Подробности этой борьбы между монархией и жречеством нам почти неизвестны. Она тянулась очень долго, но спустя сто лет после Аменхотепа IV, жречество одержало полную победу и снова восстановило старый культ богов.

Эти факты показывают, до какой степени были уже развиты монотеистические воззрения в жреческих тайных учениях культурных центров Древнего Востока. Мы не имеем никакого основания думать, что вавилонские жрецы отставали от египетских, с которыми они успешно соперничали во всех искусствах и науках. Профессор Иеремиас тоже говорит о «скрытом монотеизме» в Вавилоне. Мардук, творец неба и земли, был также повелителем всех богов, которых он «пас, как овец», или различные божества были только особенными формами проявления единого бога. Вот что говорится в одном вавилонском тексте о различных богах: «Ниниб: Мардук силы. Нергал: Мардук войны. Бэл: Мардук правления. Набу: Мардук торговли. Син Мардук: Светило ночи. Самас: Мардук правосудия. Адду: Мардук дождя».

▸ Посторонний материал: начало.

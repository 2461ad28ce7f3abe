//! Namespaced page titles.
//!
//! Forums live at `Forum:<Name>` and threads at `Thread:<Forum>/<Subject>`. A title is
//! stored in its display form (spaces); the document key swaps spaces for underscores.

use serde::{Deserialize, Serialize};
use std::fmt;
use thiserror::Error;

/// Longest document key the page store accepts, in bytes.
pub const MAX_TITLE_BYTES: usize = 255;

const ILLEGAL_CHARS: &[char] = &['#', '<', '>', '[', ']', '|', '{', '}'];

#[derive(Debug, Clone, PartialEq, Eq, Error)]
pub enum TitleError {
    #[error("title must not be empty")]
    Empty,
    #[error("title contains an illegal character: {0:?}")]
    InvalidCharacter(char),
    #[error("title exceeds {MAX_TITLE_BYTES} bytes")]
    TooLong,
    #[error("title must be in the {expected} namespace")]
    WrongNamespace { expected: Namespace },
}

#[derive(Debug, Clone, Copy, PartialEq, Eq, Hash, PartialOrd, Ord, Serialize, Deserialize)]
#[serde(rename_all = "lowercase")]
pub enum Namespace {
    Main,
    Forum,
    Thread,
}

impl Namespace {
    pub fn prefix(self) -> &'static str {
        match self {
            Namespace::Main => "",
            Namespace::Forum => "Forum",
            Namespace::Thread => "Thread",
        }
    }

    fn from_prefix(prefix: &str) -> Option<Self> {
        match prefix {
            "Forum" => Some(Namespace::Forum),
            "Thread" => Some(Namespace::Thread),
            _ => None,
        }
    }
}

impl fmt::Display for Namespace {
    fn fmt(&self, f: &mut fmt::Formatter<'_>) -> fmt::Result {
        match self {
            Namespace::Main => f.write_str("main"),
            other => f.write_str(other.prefix()),
        }
    }
}

#[derive(Debug, Clone, PartialEq, Eq, Hash, Serialize, Deserialize)]
pub struct Title {
    namespace: Namespace,
    text: String,
}

impl Title {
    /// Build a title in `namespace`, normalizing underscores and whitespace runs to
    /// single spaces.
    pub fn new(namespace: Namespace, text: &str) -> Result<Self, TitleError> {
        let text = normalize(text)?;
        Ok(Self { namespace, text })
    }

    /// Parse user input that may carry a `Forum:` or `Thread:` prefix. Input without a
    /// known prefix lands in `default_namespace`.
    pub fn parse(input: &str, default_namespace: Namespace) -> Result<Self, TitleError> {
        let trimmed = input.trim();
        if let Some((prefix, rest)) = trimmed.split_once(':') {
            if let Some(namespace) = Namespace::from_prefix(prefix.trim()) {
                return Self::new(namespace, rest);
            }
        }
        Self::new(default_namespace, trimmed)
    }

    /// Parse input that must end up in `namespace`.
    pub fn parse_in(input: &str, namespace: Namespace) -> Result<Self, TitleError> {
        let title = Self::parse(input, namespace)?;
        if title.namespace != namespace {
            return Err(TitleError::WrongNamespace {
                expected: namespace,
            });
        }
        Ok(title)
    }

    /// `Thread:<forum>/<subject>` for a forum title and subject line.
    pub fn thread(forum: &Title, subject: &str) -> Result<Self, TitleError> {
        let subject = normalize(subject)?;
        Self::new(Namespace::Thread, &format!("{}/{}", forum.text, subject))
    }

    pub fn namespace(&self) -> Namespace {
        self.namespace
    }

    pub fn in_namespace(&self, namespace: Namespace) -> bool {
        self.namespace == namespace
    }

    /// Display text without the namespace prefix.
    pub fn text(&self) -> &str {
        &self.text
    }

    /// Document key: display text with underscores for spaces.
    pub fn db_key(&self) -> String {
        self.text.replace(' ', "_")
    }

    pub fn prefixed_text(&self) -> String {
        match self.namespace {
            Namespace::Main => self.text.clone(),
            ns => format!("{}:{}", ns.prefix(), self.text),
        }
    }

    pub fn prefixed_db_key(&self) -> String {
        self.prefixed_text().replace(' ', "_")
    }

    /// Text before the first `/`; for a thread this names its forum.
    pub fn root_text(&self) -> &str {
        self.text.split('/').next().unwrap_or(&self.text)
    }

    /// Text after the first `/`, if any.
    pub fn subpage_text(&self) -> Option<&str> {
        self.text.split_once('/').map(|(_, rest)| rest)
    }

    /// The forum a thread title names by its prefix, if it parses.
    pub fn parent_forum(&self) -> Option<Title> {
        if self.namespace != Namespace::Thread || self.subpage_text().is_none() {
            return None;
        }
        Title::new(Namespace::Forum, self.root_text()).ok()
    }
}

impl fmt::Display for Title {
    fn fmt(&self, f: &mut fmt::Formatter<'_>) -> fmt::Result {
        f.write_str(&self.prefixed_text())
    }
}

fn normalize(raw: &str) -> Result<String, TitleError> {
    let text = raw
        .replace('_', " ")
        .split_whitespace()
        .collect::<Vec<_>>()
        .join(" ");

    if text.is_empty() {
        return Err(TitleError::Empty);
    }
    if let Some(c) = text
        .chars()
        .find(|c| ILLEGAL_CHARS.contains(c) || c.is_control())
    {
        return Err(TitleError::InvalidCharacter(c));
    }
    if text.len() > MAX_TITLE_BYTES {
        return Err(TitleError::TooLong);
    }
    Ok(text)
}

Как раз в то время, когда иудеи жили в Вавилоне, по мнению Винклера, «возникает своеобразный монотеизм, который имеет большое сходство с фараоновым культом солнца, Аменофиса IV (Аменхотепа). По крайней мере, в подписи, относящейся ко времени до падения Вавилона, — в полном соответствии со значением культа луны в Вавилоне — бог луны выступает в такой роли, как бог солнца в культе Аменофиса IV».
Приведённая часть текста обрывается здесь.